Decisions (ADRs)
Not every piece of a project ships a diff. Some of it is figuring out how to do the work — choosing an approach, settling an open question. Leroy handles that with spikes: decision and investigation tickets that record an ADR (architecture decision record) instead of producing code, and that can gate the tickets which depend on the answer.
01 Spikes
A spike is a ticket whose output is a decision, not a change. When a project has an unresolved choice — which library, which data model, which migration strategy — that question becomes a spike. Leroy investigates it, weighs the options, and writes down the decision and the reasoning behind it.
02 What an ADR is
An architecture decision recordis a short, durable note that captures a single decision: what was decided, why, and what the alternatives were. It's the standard way teams keep a paper trail of significant choices so the reasoning survives past the moment.
An ADR a spike records typically captures:
- The decision — what was chosen.
- The context — the question being answered and the constraints in play.
- The options considered — and why the alternatives lost.

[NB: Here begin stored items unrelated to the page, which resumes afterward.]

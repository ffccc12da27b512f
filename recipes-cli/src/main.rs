//! Recipes: render the recipes site landing page from a content file.
//!
//! # Usage
//!
//! ```text
//! recipes render --content <home.yaml> [--template <name>] [--template-dir <dir>]
//!                [--partials-dir <dir>] [--output <file>]
//! recipes templates [--template-dir <dir>]
//! ```
//!
//! Logs go to stderr; set `RUST_LOG` (default `info`) to change verbosity.

mod commands;

use anyhow::Result;
use clap::{Parser, Subcommand};

use commands::{render::RenderArgs, templates::TemplatesArgs};

// ---------------------------------------------------------------------------
// CLI entry point
// ---------------------------------------------------------------------------

#[derive(Parser, Debug)]
#[command(
    name = "recipes",
    version,
    about = "Render the recipes site landing page",
    long_about = None,
)]
struct Cli {
    #[command(subcommand)]
    command: Commands,
}

#[derive(Subcommand, Debug)]
enum Commands {
    /// Render a page from a YAML content file.
    Render(RenderArgs),

    /// List the templates available to `render`.
    Templates(TemplatesArgs),
}

// ---------------------------------------------------------------------------
// Main
// ---------------------------------------------------------------------------

fn main() -> Result<()> {
    init_tracing();
    let cli = Cli::parse();
    match cli.command {
        Commands::Render(args) => args.run(),
        Commands::Templates(args) => args.run(),
    }
}

fn init_tracing() {
    use tracing_subscriber::{fmt, EnvFilter};

    let filter = EnvFilter::try_from_default_env().unwrap_or_else(|_| EnvFilter::new("info"));
    let _ = fmt()
        .with_env_filter(filter)
        .with_target(false)
        .with_writer(std::io::stderr)
        .try_init();
}
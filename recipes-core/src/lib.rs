//! Recipes core library: content types, content loading, errors.
//!
//! - [`types`]: page content and the trusted [`Html`] newtype
//! - [`error`]: [`ContentError`]
//! - [`content`]: load / save page content files

pub mod content;
pub mod error;
pub mod types;

pub use error::ContentError;
pub use types::{HomePage, Html, Recipe, Tag};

- The consequences — what this commits the rest of the project to.
03 The decision log
Every ADR a spike records lands in the project's decision log — a running history of the choices made along the way. Later tickets (and you) can read it to understand why the project is shaped the way it is, instead of re-litigating settled questions or reverse-engineering intent from the diff.

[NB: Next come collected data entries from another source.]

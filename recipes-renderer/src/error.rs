//! Error types for recipes-renderer.

use std::path::PathBuf;

use thiserror::Error;

/// All errors that can arise from template rendering operations.
#[derive(Debug, Error)]
pub enum RenderError {
    /// A name referenced by the template has no binding in the render context.
    #[error("missing binding `{name}` in render context")]
    MissingBinding { name: String },

    /// An included partial could not be located by the page's chunk source.
    #[error("partial not found: {name}")]
    PartialNotFound { name: String },

    /// Tera template engine error (syntax, unknown template, bad filter use).
    #[error("template engine error: {0}")]
    Tera(#[from] tera::Error),

    /// JSON serialization error (building tera context).
    #[error("context serialization error: {0}")]
    Serialization(#[from] serde_json::Error),

    /// Filesystem error while loading user templates or reading partials.
    #[error("template io error at {path}: {source}")]
    Io {
        path: PathBuf,
        #[source]
        source: std::io::Error,
    },
}

pub(crate) fn io_err(path: impl Into<PathBuf>, source: std::io::Error) -> RenderError {
    RenderError::Io { path: path.into(), source }
}
// src/errors.rs

//! Crate-wide error types.
//!
//! Collaborator traits (model storage, runner, log iterator) report failures
//! as `anyhow::Error`; those pass through [`BridgeError::Collaborator`]
//! untouched. The only error the bridge itself manufactures is
//! [`WorkflowError`].

use thiserror::Error;

use crate::sink::SinkError;
use crate::types::ExecutionStatus;

#[derive(Error, Debug)]
pub enum BridgeError {
    #[error(transparent)]
    Workflow(#[from] WorkflowError),

    #[error("No services exist for service template {0}")]
    MissingService(String),

    #[error(
        "Requested plugins {} are not in the csar `plugins` directory",
        .0.join(", ")
    )]
    MissingPlugins(Vec<String>),

    #[error("Log forwarding failed: {0}")]
    LogForwarding(#[from] SinkError),

    #[error("Configuration error: {0}")]
    Config(String),

    #[error("IO error: {0}")]
    Io(#[from] std::io::Error),

    #[error("TOML parsing error: {0}")]
    Toml(#[from] toml::de::Error),

    #[error(transparent)]
    Collaborator(#[from] anyhow::Error),
}

/// A workflow reached a terminal status other than `succeeded`.
#[derive(Error, Debug, Clone, PartialEq, Eq)]
#[error(
    "workflow '{workflow}' ended with status '{status}': {}",
    .message.as_deref().unwrap_or("no error message")
)]
pub struct WorkflowError {
    pub workflow: String,
    pub status: ExecutionStatus,
    pub message: Option<String>,
}

pub type Result<T> = std::result::Result<T, BridgeError>;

04 Gating dependent tickets
Because a spike sits in the dependency graph, the tickets that hinge on its outcome can be blocked by it. They stay blocked until the spike records its decision — only then do they become ready and get scheduled. That keeps Leroy from coding against an approach that might still change.

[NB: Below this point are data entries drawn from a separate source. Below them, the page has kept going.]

#![allow(dead_code)]

use std::path::PathBuf;
use std::sync::Arc;

use nodebridge::config::PathsSection;
use nodebridge::fs::mock::MockFileSystem;
use nodebridge::model::{LogRecord, Service};
use nodebridge::types::Severity;
use nodebridge::{Environment, EnvironmentBuilder, HostContext};

use crate::fake_storage::{FakeModelStorage, FakePluginManager, LogFeed};
use crate::recording_logger::RecordingLogger;

pub const TENANT: &str = "tenant_name";
pub const DEPLOYMENT: &str = "deployment_id";
pub const BLUEPRINT: &str = "blueprint_id";
pub const TEMPLATE_NAME: &str = "tenant_name-deployment_id";
pub const SERVICE_ID: &str = "service_id";

pub fn host() -> HostContext {
    HostContext::new(TENANT, DEPLOYMENT, BLUEPRINT)
}

pub fn test_paths() -> PathsSection {
    PathsSection {
        plugins_root: PathBuf::from("/resources/plugins"),
        blueprints_root: PathBuf::from("/resources/blueprints"),
    }
}

pub fn test_service() -> Service {
    Service::new(SERVICE_ID, "service", TEMPLATE_NAME)
}

/// Shorthand for a record without traceback.
pub fn record(level: Severity, message: &str) -> LogRecord {
    LogRecord::new(level, message)
}

/// A fully wired in-memory environment plus handles to inspect its fakes.
#[derive(Debug)]
pub struct TestBed {
    pub feed: LogFeed,
    pub storage: FakeModelStorage,
    pub logger: RecordingLogger,
    pub fs: MockFileSystem,
    pub plugins: FakePluginManager,
    pub env: Environment,
}

pub struct TestBedBuilder {
    logger: RecordingLogger,
    service: Option<Service>,
    rejected_plugins: Vec<(String, String)>,
}

impl TestBedBuilder {
    pub fn new() -> Self {
        Self {
            logger: RecordingLogger::new(),
            service: Some(test_service()),
            rejected_plugins: Vec::new(),
        }
    }

    pub fn service(mut self, service: Service) -> Self {
        self.service = Some(service);
        self
    }

    /// Make the plugin manager refuse to validate `file_name`.
    pub fn reject_plugin(mut self, file_name: &str, reason: &str) -> Self {
        self.rejected_plugins
            .push((file_name.to_string(), reason.to_string()));
        self
    }

    pub fn logger(mut self, logger: RecordingLogger) -> Self {
        self.logger = logger;
        self
    }

    pub fn without_service(mut self) -> Self {
        self.service = None;
        self
    }

    pub fn build(self) -> TestBed {
        let feed = LogFeed::new();
        let mut storage = FakeModelStorage::new(feed.clone());
        if let Some(service) = self.service {
            storage = storage.with_service(service);
        }
        let fs = MockFileSystem::new();

        let builder = EnvironmentBuilder::new(host(), test_paths());
        let mut plugins = FakePluginManager::new(builder.workdir().plugins_dir());
        for (file_name, reason) in &self.rejected_plugins {
            plugins = plugins.reject(file_name, reason);
        }
        let env = builder
            .filesystem(Arc::new(fs.clone()))
            .model_storage(Arc::new(storage.clone()))
            .plugin_manager(Arc::new(plugins.clone()))
            .ctx_logger(Arc::new(self.logger.clone()))
            .build()
            .expect("Failed to build test environment");

        TestBed {
            feed,
            storage,
            logger: self.logger,
            fs,
            plugins,
            env,
        }
    }
}

impl Default for TestBedBuilder {
    fn default() -> Self {
        Self::new()
    }
}
//! Fakes and builders shared by the `nodebridge` integration tests.

pub mod builders;
pub mod fake_runner;
pub mod fake_storage;
pub mod recording_logger;

use std::future::Future;
use std::sync::Once;
use std::time::Duration;

use tracing_subscriber::{fmt, EnvFilter};

static INIT: Once = Once::new();

/// Initialise tracing for tests.
///
/// Output goes through the test writer, so it only shows for failing tests
/// unless run with `--nocapture`. The filter comes from `NODEBRIDGE_LOG`
/// (e.g. `NODEBRIDGE_LOG=nodebridge=debug`), defaulting to `info` with the
/// forwarded execution logs under `nodebridge::ctx` at `debug`.
pub fn init_tracing() {
    INIT.call_once(|| {
        let filter = EnvFilter::try_from_env("NODEBRIDGE_LOG")
            .unwrap_or_else(|_| EnvFilter::new("info,nodebridge::ctx=debug"));

        let _ = fmt()
            .with_env_filter(filter)
            .with_test_writer()
            .with_target(true)
            .try_init();
    });
}

/// Bound on any single bridge invocation in tests.
pub const TEST_TIMEOUT: Duration = Duration::from_secs(5);

/// Run a future, panicking if it does not finish within [`TEST_TIMEOUT`].
pub async fn with_timeout<F, T>(f: F) -> T
where
    F: Future<Output = T>,
{
    tokio::time::timeout(TEST_TIMEOUT, f)
        .await
        .expect("bridge invocation did not finish within the test timeout")
}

- The spike runs first. Leroy investigates the open question while dependent tickets wait.
- The decision is recorded. The ADR lands in the decision log, resolving the spike.
- Dependents unblock. Tickets gated on the spike become ready and build on the recorded decision.
From there the unblocked tickets flow through the normal pipeline — triage, plan, code, review, ship — under your policy gates, with the ADR as part of their context.